Julia Freudenberg ©Julia Freudenberg/Leuphana
Julia Freudenberg is CEO of the Hamburg Hacker School and alumni of Leuphana.

Dr. Julia Freudenberg earned her doctorate at the Faculty of Sustainability at Leuphana during her parental leave and later while working full-time. "I was in my mid-30s and I wanted to get to know something new. I felt like I had already seen a lot in the field of business and wanted to get to know new worlds. Continually facing something completely new, with new rules - that has always fascinated me. My doctorate went quite differently than I thought - it was even more lively and diverse than I had expected. I had no idea beforehand how valuable exchange at international conferences can be. I brought a large pool of practical knowledge with me, but I was able to learn an incredible amount in theory. An incredible enrichment resulting from my doctorate was that I was able to improve my abilities to access information and develop strategies in a structured, analytical and very goal-oriented way. This will stay for life." Her impression is that doctorates are also worthwhile for master's graduates who want to work in the field after completing their doctorate: "A doctorate simplifies a lot of things and opens doors. I notice that in my work as CEO, too. With a doctorate, you no longer have to discuss whether you have the required qualification in your field and beyond, that’s simply a prerequisite. It facilitates access to other CEOs as well as interaction with politicians, especially at the federal level. The fact that I have now also been appointed to the "Young Digital Economy" council by the Federal Minister of Economics and Technology, Peter Altmaier, shows in any case that my knowledge and work is widely accepted". She considers another advantage of her doctorate to be the close ties to Leuphana as an alumna. Thus, the Hacker School is involved as a cooperation partner in various activities and projects, e.g. at the Institute of Information Systems on the topic of data literacy. "These projects enable a diverse transfer of knowledge between Leuphana and our practical work and I can give back to Leuphana much of my current knowledge," says Dr. Julia Freudenberg.

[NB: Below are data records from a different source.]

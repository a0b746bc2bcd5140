use anyhow::Context;
use async_trait::async_trait;
use serde::Serialize;
use sqlx::FromRow;
use time::OffsetDateTime;
use uuid::Uuid;

use crate::{days::DayKey, db::PgStore, scope::Scope};

/// One recorded working set. Immutable once admitted.
#[derive(Debug, Clone, PartialEq, Serialize)]
#[serde(rename_all = "camelCase")]
pub struct SetLogEntry {
    pub id: Uuid,
    pub actor_id: Uuid,
    #[serde(rename = "scopeId")]
    pub scope: Scope,
    pub exercise_id: Uuid,
    pub set_number: i32,
    pub weight_kg: f64,
    pub reps: i32,
    #[serde(with = "time::serde::rfc3339")]
    pub performed_at: OffsetDateTime,
}

/// A set waiting for admission; the ledger assigns id and set number.
#[derive(Debug, Clone)]
pub struct NewSetLog {
    pub actor_id: Uuid,
    pub exercise_id: Uuid,
    pub scope: Scope,
    pub weight_kg: f64,
    pub reps: i32,
    pub performed_at: OffsetDateTime,
}

impl NewSetLog {
    pub fn into_entry(self, set_number: i32) -> SetLogEntry {
        SetLogEntry {
            id: Uuid::new_v4(),
            actor_id: self.actor_id,
            scope: self.scope,
            exercise_id: self.exercise_id,
            set_number,
            weight_kg: self.weight_kg,
            reps: self.reps,
            performed_at: self.performed_at,
        }
    }
}

#[derive(Debug, Clone, PartialEq)]
pub enum Admission {
    Admitted(SetLogEntry),
    LimitReached,
}

#[async_trait]
pub trait SetLogRepo: Send + Sync {
    /// Counts the entries of (actor, exercise, scope) on `day` and, if fewer
    /// than `cap`, appends `new` with the next set number. Count and append
    /// are one step per key: concurrent calls never exceed `cap`.
    async fn append_capped(&self, new: NewSetLog, day: DayKey, cap: usize) -> anyhow::Result<Admission>;

    /// The actor's entries for one exercise in `scope`, ordered by
    /// (performed_at desc, set_number desc), then paged.
    async fn list_for_actor(
        &self,
        actor_id: Uuid,
        scope: Scope,
        exercise_id: Uuid,
        offset: i64,
        limit: i64,
    ) -> anyhow::Result<Vec<SetLogEntry>>;

    /// Every entry of one exercise in `scope`, same ordering, unpaged.
    async fn list_for_exercise(&self, scope: Scope, exercise_id: Uuid) -> anyhow::Result<Vec<SetLogEntry>>;
}

#[derive(Debug, FromRow)]
struct SetLogRow {
    id: Uuid,
    user_id: Uuid,
    group_id: Option<Uuid>,
    exercise_id: Uuid,
    set_number: i32,
    weight_kg: f64,
    reps: i32,
    performed_at: OffsetDateTime,
}

impl From<SetLogRow> for SetLogEntry {
    fn from(r: SetLogRow) -> Self {
        Self {
            id: r.id,
            actor_id: r.user_id,
            scope: Scope::from(r.group_id),
            exercise_id: r.exercise_id,
            set_number: r.set_number,
            weight_kg: r.weight_kg,
            reps: r.reps,
            performed_at: r.performed_at,
        }
    }
}

const SET_COLUMNS: &str =
    "id, user_id, group_id, exercise_id, set_number, weight_kg, reps, performed_at";

/// Advisory-lock name for one daily slot key.
fn slot_lock_key(new: &NewSetLog, day: DayKey) -> String {
    let scope = new
        .scope
        .group_id()
        .map_or_else(|| "personal".to_string(), |g| g.to_string());
    format!("set-slot:{}:{}:{}:{}", new.actor_id, new.exercise_id, scope, day)
}

#[async_trait]
impl SetLogRepo for PgStore {
    async fn append_capped(&self, new: NewSetLog, day: DayKey, cap: usize) -> anyhow::Result<Admission> {
        let mut tx = self.pool.begin().await.context("begin admission tx")?;

        // serializes admissions for the same key until commit
        sqlx::query("SELECT pg_advisory_xact_lock(hashtextextended($1, 0))")
            .bind(slot_lock_key(&new, day))
            .execute(&mut *tx)
            .await
            .context("lock daily slot")?;

        let count: i64 = sqlx::query_scalar(
            r#"
            SELECT COUNT(*) FROM set_logs
            WHERE user_id = $1 AND exercise_id = $2
              AND group_id IS NOT DISTINCT FROM $3 AND day_key = $4
            "#,
        )
        .bind(new.actor_id)
        .bind(new.exercise_id)
        .bind(new.scope.group_id())
        .bind(day.date())
        .fetch_one(&mut *tx)
        .await
        .context("count daily sets")?;

        if count as usize >= cap {
            tx.rollback().await?;
            return Ok(Admission::LimitReached);
        }

        let entry = new.into_entry(count as i32 + 1);
        sqlx::query(
            r#"
            INSERT INTO set_logs (id, user_id, group_id, exercise_id, set_number,
                                  weight_kg, reps, performed_at, day_key)
            VALUES ($1, $2, $3, $4, $5, $6, $7, $8, $9)
            "#,
        )
        .bind(entry.id)
        .bind(entry.actor_id)
        .bind(entry.scope.group_id())
        .bind(entry.exercise_id)
        .bind(entry.set_number)
        .bind(entry.weight_kg)
        .bind(entry.reps)
        .bind(entry.performed_at)
        .bind(day.date())
        .execute(&mut *tx)
        .await
        .context("insert set log")?;

        tx.commit().await.context("commit admission")?;
        Ok(Admission::Admitted(entry))
    }

    async fn list_for_actor(
        &self,
        actor_id: Uuid,
        scope: Scope,
        exercise_id: Uuid,
        offset: i64,
        limit: i64,
    ) -> anyhow::Result<Vec<SetLogEntry>> {
        let rows = sqlx::query_as::<_, SetLogRow>(&format!(
            r#"
            SELECT {SET_COLUMNS} FROM set_logs
            WHERE user_id = $1 AND exercise_id = $2 AND group_id IS NOT DISTINCT FROM $3
            ORDER BY performed_at DESC, set_number DESC
            LIMIT $4 OFFSET $5
            "#
        ))
        .bind(actor_id)
        .bind(exercise_id)
        .bind(scope.group_id())
        .bind(limit)
        .bind(offset)
        .fetch_all(&self.pool)
        .await?;
        Ok(rows.into_iter().map(SetLogEntry::from).collect())
    }

    async fn list_for_exercise(&self, scope: Scope, exercise_id: Uuid) -> anyhow::Result<Vec<SetLogEntry>> {
        let rows = sqlx::query_as::<_, SetLogRow>(&format!(
            r#"
            SELECT {SET_COLUMNS} FROM set_logs
            WHERE exercise_id = $1 AND group_id IS NOT DISTINCT FROM $2
            ORDER BY performed_at DESC, set_number DESC
            "#
        ))
        .bind(exercise_id)
        .bind(scope.group_id())
        .fetch_all(&self.pool)
        .await?;
        Ok(rows.into_iter().map(SetLogEntry::from).collect())
    }
}

#[cfg(test)]
mod tests {
    use super::*;
    use crate::days::day_key;
    use time::macros::datetime;

    fn new_set(scope: Scope) -> NewSetLog {
        NewSetLog {
            actor_id: Uuid::nil(),
            exercise_id: Uuid::nil(),
            scope,
            weight_kg: 40.0,
            reps: 10,
            performed_at: datetime!(2024-01-01 10:00 +05:30),
        }
    }

    #[test]
    fn lock_keys_differ_per_scope_and_day() {
        let day = day_key(datetime!(2024-01-01 10:00 +05:30));
        let next = day_key(datetime!(2024-01-02 10:00 +05:30));
        let personal = slot_lock_key(&new_set(Scope::Personal), day);
        let group = slot_lock_key(&new_set(Scope::Group(Uuid::new_v4())), day);
        assert_ne!(personal, group);
        assert_ne!(personal, slot_lock_key(&new_set(Scope::Personal), next));
        assert!(personal.ends_with(":personal:2024-01-01"));
    }
}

The Hacker School, which she heads, is an educational institution that teaches programming skills to children and young people. She is in close contact with companies from the private sector, but also in cooperation with Leuphana researchers. Dr. Julia Freudenberg manages her school in an innovative way: "It is not so important to me which programming language our students try out. What drives me is teaching 20th century skills - creativity, communication, collaboration and critical thinking – through my enthusiasm for programming. We have to engage young people in what really and lastingly excites and interests them - then they dare to explore new worlds and also throw over the shadows of traditional stereotypes. If we offer a course on Minecraft, for example, we suddenly have forty kids on the waiting list, overnight. They come to us because they want to understand a new part of the world, what we call digital DNA - and that's quite similar to literacy. Reading and writing used to be a milestone. I believe that understanding what digitisation is, what programming is, is and must be just as great a milestone".

The kids taught in her school are the so-called digital natives. But Dr. Julia Freudenberg also works with digital immigrants. She keeps noticing how different the challenges these two groups face are. "The digital natives grow up with a false sense of security. It is a given that the current generation can operate any device and any programme. But the ability and also the interest to look behind the screen, to learn how things really work together, are often frightening. It's often the other way round with digital immigrants. Ultimately, however, the point is that everyone, no matter what age, should dare to learn about the digital world and programming. I see it as my job to show these kids how creative the professions involved are and how much easier they can make life. Every child should learn programming before deciding on a profession - especially for girls and young women, this can be a decisive step towards living equal rights".